__Collected data entries__
== Segment start ==

//! Provider for Hugging Face text-embeddings-inference (TEI) servers.
//!
//! TEI serves sentence-transformer checkpoints such as `BAAI/bge-large-en-v1.5`
//! behind `POST /embed`, which is how the document collection was built.

use async_trait::async_trait;
use serde::Serialize;
use tracing::debug;

use crate::error::{EmbeddingError, Result};
use crate::provider::{EmbeddingProvider, EmbeddingPurpose, EmbeddingRequest, EmbeddingResponse};
use crate::{DEFAULT_DIMENSION, DEFAULT_EMBEDDING_MODEL};

/// Query instruction the English BGE models were trained with.
pub const BGE_QUERY_INSTRUCTION: &str =
    "Represent this question for searching relevant passages: ";

/// Instruction prepended to queries for models that expect one.
pub fn default_query_instruction(model: &str) -> Option<&'static str> {
    let model = model.to_ascii_lowercase();
    (model.contains("bge-") && model.contains("-en")).then_some(BGE_QUERY_INSTRUCTION)
}

fn known_dimension(model: &str) -> Option<usize> {
    let model = model.to_ascii_lowercase();
    if model.contains("bge-large") {
        Some(1024)
    } else if model.contains("bge-base") {
        Some(768)
    } else if model.contains("bge-small") || model.contains("minilm") {
        Some(384)
    } else {
        None
    }
}

/// Embedding provider backed by a TEI server.
pub struct TeiProvider {
    base_url: String,
    client: reqwest::Client,
    model: String,
    api_key: Option<String>,
    query_instruction: Option<String>,
}

impl TeiProvider {
    /// Create a provider for the server at `base_url` serving `model`.
    pub fn new(base_url: impl Into<String>, model: impl Into<String>) -> Self {
        let model = model.into();
        let query_instruction = default_query_instruction(&model).map(str::to_string);
        Self {
            base_url: base_url.into().trim_end_matches('/').to_string(),
            client: reqwest::Client::new(),
            model,
            api_key: None,
            query_instruction,
        }
    }

    /// Send a bearer token with every request.
    pub fn with_api_key(mut self, key: impl Into<String>) -> Self {
        self.api_key = Some(key.into());
        self
    }

    /// Override (or clear) the query instruction prefix.
    pub fn with_query_instruction(mut self, instruction: Option<String>) -> Self {
        self.query_instruction = instruction;
        self
    }

    fn input_text(&self, request: &EmbeddingRequest) -> String {
        match (&self.query_instruction, request.purpose) {
            (Some(instruction), EmbeddingPurpose::Query) => {
                format!("{instruction}{}", request.text)
            }
            _ => request.text.clone(),
        }
    }

    async fn post_embed(&self, inputs: Vec<String>) -> Result<Vec<Vec<f32>>> {
        let body = TeiEmbedRequest {
            inputs: &inputs,
            normalize: true,
            truncate: true,
        };
        let mut builder = self
            .client
            .post(format!("{}/embed", self.base_url))
            .json(&body);
        if let Some(key) = &self.api_key {
            builder = builder.bearer_auth(key);
        }

        let response = builder.send().await?;
        let status = response.status();
        if !status.is_success() {
            let body = response.text().await.unwrap_or_default();
            return Err(EmbeddingError::ApiRequest {
                status: status.as_u16(),
                body,
            });
        }

        let vectors: Vec<Vec<f32>> = response.json().await?;
        if vectors.len() != inputs.len() {
            return Err(EmbeddingError::InvalidResponse(format!(
                "{} embeddings returned for {} inputs",
                vectors.len(),
                inputs.len()
            )));
        }
        Ok(vectors)
    }

    fn response_for(&self, embedding: Vec<f32>) -> EmbeddingResponse {
        EmbeddingResponse {
            dimension: embedding.len(),
            embedding,
            model: self.model.clone(),
            tokens_used: None,
        }
    }
}

#[async_trait]
impl EmbeddingProvider for TeiProvider {
    fn name(&self) -> &str {
        "tei"
    }

    fn default_model(&self) -> &str {
        &self.model
    }

    fn default_dimension(&self) -> usize {
        known_dimension(&self.model).unwrap_or(DEFAULT_DIMENSION)
    }

    async fn embed(&self, request: EmbeddingRequest) -> Result<EmbeddingResponse> {
        request.validate()?;
        debug!(model = %self.model, purpose = ?request.purpose, "embedding text via TEI");

        let input = self.input_text(&request);
        let embedding = self
            .post_embed(vec![input])
            .await?
            .into_iter()
            .next()
            .ok_or_else(|| EmbeddingError::InvalidResponse("No embedding in response".to_string()))?;
        if embedding.is_empty() {
            return Err(EmbeddingError::InvalidResponse(
                "empty embedding vector".to_string(),
            ));
        }
        Ok(self.response_for(embedding))
    }
}

impl Default for TeiProvider {
    fn default() -> Self {
        Self::new("http://localhost:8080", DEFAULT_EMBEDDING_MODEL)
    }
}

#[derive(Serialize)]
struct TeiEmbedRequest<'a> {
    inputs: &'a [String],
    normalize: bool,
    truncate: bool,
}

== Segment end ==

__REQUIREMENT__
Output each line of the records above exactly, beginning at the first, and stop once the line containing "use tracing::debug;" has been output.

__OUTPUT__
//! Provider for Hugging Face text-embeddings-inference (TEI) servers.
//!
//! TEI serves sentence-transformer checkpoints such as `BAAI/bge-large-en-v1.5`
//! behind `POST /embed`, which is how the document collection was built.

use async_trait::async_trait;
use serde::Serialize;
use tracing::debug;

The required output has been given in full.